A father who teaches his son all about his own music in the late 1950s is shocked to find his son estranged from what he has been taught: instead of remembering Bing Crosby fondly, he has become a Deadhead, is against the VietNam War, and wants to forgo college to play music. The father forces a confrontation, and is unrepentant when his son leaves home. Nearly twenty years later, for the first time the parents of Gabriel receive a phone call that sends them into a whirlwind of guilt, repentance, and, eventually, reconciliation.

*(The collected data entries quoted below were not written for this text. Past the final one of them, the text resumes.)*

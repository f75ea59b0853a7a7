//! Doorway occupancy service
//!
//! Reads raw sensor lines from each configured doorway, turns A/B beam pairs
//! into ENTER/EXIT crossings and environmental readings into periodic
//! crowdiness snapshots, and publishes both to a document store.
//!
//! Module structure:
//! - `domain/` - Readings, crossings, snapshots and the line parser
//! - `io/` - Line sources, document stores, publisher, Prometheus
//! - `services/` - Crossing detector, aggregator, scorer, pipeline
//! - `infra/` - Configuration and metrics

use anyhow::Context;
use clap::{Parser, ValueEnum};
use doorway_occupancy::infra::{Config, Metrics};
use doorway_occupancy::io::dataset::DatasetWriter;
use doorway_occupancy::io::publisher::{PublishQueue, PublishWorker};
use doorway_occupancy::io::store::create_store;
use doorway_occupancy::services::{CrowdinessEstimator, DoorwayRunner};
use std::sync::Arc;
use std::time::Duration;
use tokio::sync::watch;
use tracing::{error, info, warn};
use tracing_subscriber::fmt::time::UtcTime;
use tracing_subscriber::EnvFilter;

/// How long queued store writes may take to drain on shutdown
const SHUTDOWN_DRAIN_TIMEOUT: Duration = Duration::from_secs(10);

#[derive(Debug, Clone, Copy, PartialEq, Eq, ValueEnum)]
enum LogFormat {
    Text,
    Json,
}

/// Doorway occupancy and crowdiness service
#[derive(Parser, Debug)]
#[command(name = "doorway-occupancy", version, about)]
struct Args {
    /// Path to TOML configuration file (falls back to CONFIG_FILE, then config/dev.toml)
    #[arg(short, long)]
    config: Option<String>,

    /// Log output format
    #[arg(long, value_enum, default_value_t = LogFormat::Text)]
    log_format: LogFormat,
}

fn init_tracing(format: LogFormat) {
    // Default: INFO, use RUST_LOG=debug for per-line visibility
    let filter = EnvFilter::try_from_default_env().unwrap_or_else(|_| EnvFilter::new("info"));
    let builder = tracing_subscriber::fmt()
        .with_env_filter(filter)
        .with_timer(UtcTime::rfc_3339())
        .with_target(false);

    match format {
        LogFormat::Text => builder.init(),
        LogFormat::Json => builder.json().init(),
    }
}

#[tokio::main]
async fn main() -> anyhow::Result<()> {
    let args = Args::parse();
    init_tracing(args.log_format);

    info!(version = env!("CARGO_PKG_VERSION"), git = env!("GIT_HASH"), "doorway-occupancy starting");

    let config_path = args.config.unwrap_or_else(|| Config::resolve_config_path(&[]));
    let config = Config::load_from_path(&config_path)
        .with_context(|| format!("loading configuration from {config_path}"))?;

    info!(
        config_file = %config.config_file(),
        site = %config.site_id(),
        doorways = %config.doorways().len(),
        scorer = ?config.scorer_strategy(),
        store = %config.store_backend().as_str(),
        backpressure = ?config.backpressure(),
        window_capacity = %config.aggregation_params().capacity(),
        prometheus_port = %config.prometheus_port(),
        "config_loaded"
    );

    // Fatal before any doorway starts: a missing or invalid model must not run
    let scorer = Arc::new(CrowdinessEstimator::from_config(&config).context("initializing scorer")?);
    info!(strategy = %scorer.strategy(), "scorer_ready");

    let (shutdown_tx, shutdown_rx) = watch::channel(false);
    let metrics = Arc::new(Metrics::new());

    let store = create_store(&config).context("creating document store")?;
    let queue = Arc::new(PublishQueue::new(
        config.publish_queue_capacity(),
        config.backpressure(),
        metrics.clone(),
    ));
    let dataset = config.dataset_file().map(DatasetWriter::new);
    let record_dataset = dataset.is_some();
    let worker = PublishWorker::new(
        queue.clone(),
        store,
        dataset,
        metrics.clone(),
        config.publish_max_retries(),
        config.publish_retry_backoff(),
    );
    let worker_handle = tokio::spawn(worker.run());

    // Start Prometheus metrics HTTP server (if port > 0)
    let prometheus_port = config.prometheus_port();
    if prometheus_port > 0 {
        let prom_metrics = metrics.clone();
        let prom_shutdown = shutdown_rx.clone();
        let site_id = config.site_id().to_string();
        tokio::spawn(async move {
            if let Err(e) = doorway_occupancy::io::prometheus::start_metrics_server(
                prometheus_port,
                prom_metrics,
                site_id,
                prom_shutdown,
            )
            .await
            {
                error!(error = %e, "prometheus_server_error");
            }
        });
    }

    // Periodic metrics summary
    let metrics_clone = metrics.clone();
    let metrics_interval = config.metrics_interval_secs();
    tokio::spawn(async move {
        let mut interval = tokio::time::interval(Duration::from_secs(metrics_interval));
        interval.tick().await;
        loop {
            interval.tick().await;
            metrics_clone.report().log();
        }
    });

    // One isolated task per doorway
    let mut doorway_handles = Vec::with_capacity(config.doorways().len());
    for doorway in config.doorways() {
        let runner = DoorwayRunner::new(
            doorway.clone(),
            config.crossing_params(),
            config.aggregation_params(),
            scorer.clone(),
            metrics.clone(),
            queue.clone(),
            record_dataset,
        );
        doorway_handles.push(tokio::spawn(runner.run(shutdown_rx.clone())));
    }

    // Handle shutdown on Ctrl+C
    tokio::spawn(async move {
        tokio::signal::ctrl_c().await.ok();
        info!("shutdown_signal_received");
        let _ = shutdown_tx.send(true);
    });

    // Doorways finish on shutdown, or when a non-reconnecting source ends
    for handle in doorway_handles {
        if let Err(e) = handle.await {
            error!(error = %e, "doorway_task_failed");
        }
    }

    queue.close();
    if tokio::time::timeout(SHUTDOWN_DRAIN_TIMEOUT, worker_handle).await.is_err() {
        warn!(pending = %queue.len(), "publish_drain_timeout");
    }

    metrics.report().log();
    info!("doorway-occupancy shutdown complete");
    Ok(())
}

Except that Gabe is not well: a tumor has damaged his brain, and he can not remember anything after 1970.
One day, in a library, researching microfilm, the father, Henry, reads about a therapist who uses music to reach patients similarly afflicted to his son. It is she who manages to reach Gabe, especially once she realizes that it is 1960s music, and not the 1940s and 1950s music his father insists on, that touches Gabe deep inside and brings him out.
Nicely done. In Rotten Tomatoes, typically, it gets a higher audience mark than a critical mark: 85% vs 65%. An involving, if sentimental and predictable family drama elevated by J.K. Simmons' sympathetic lead performance. The film is based on a story by Oliver Sacks, The last hippie (which, in an interview accompanying the film, the good doctor says is based on a true case of one of his patients).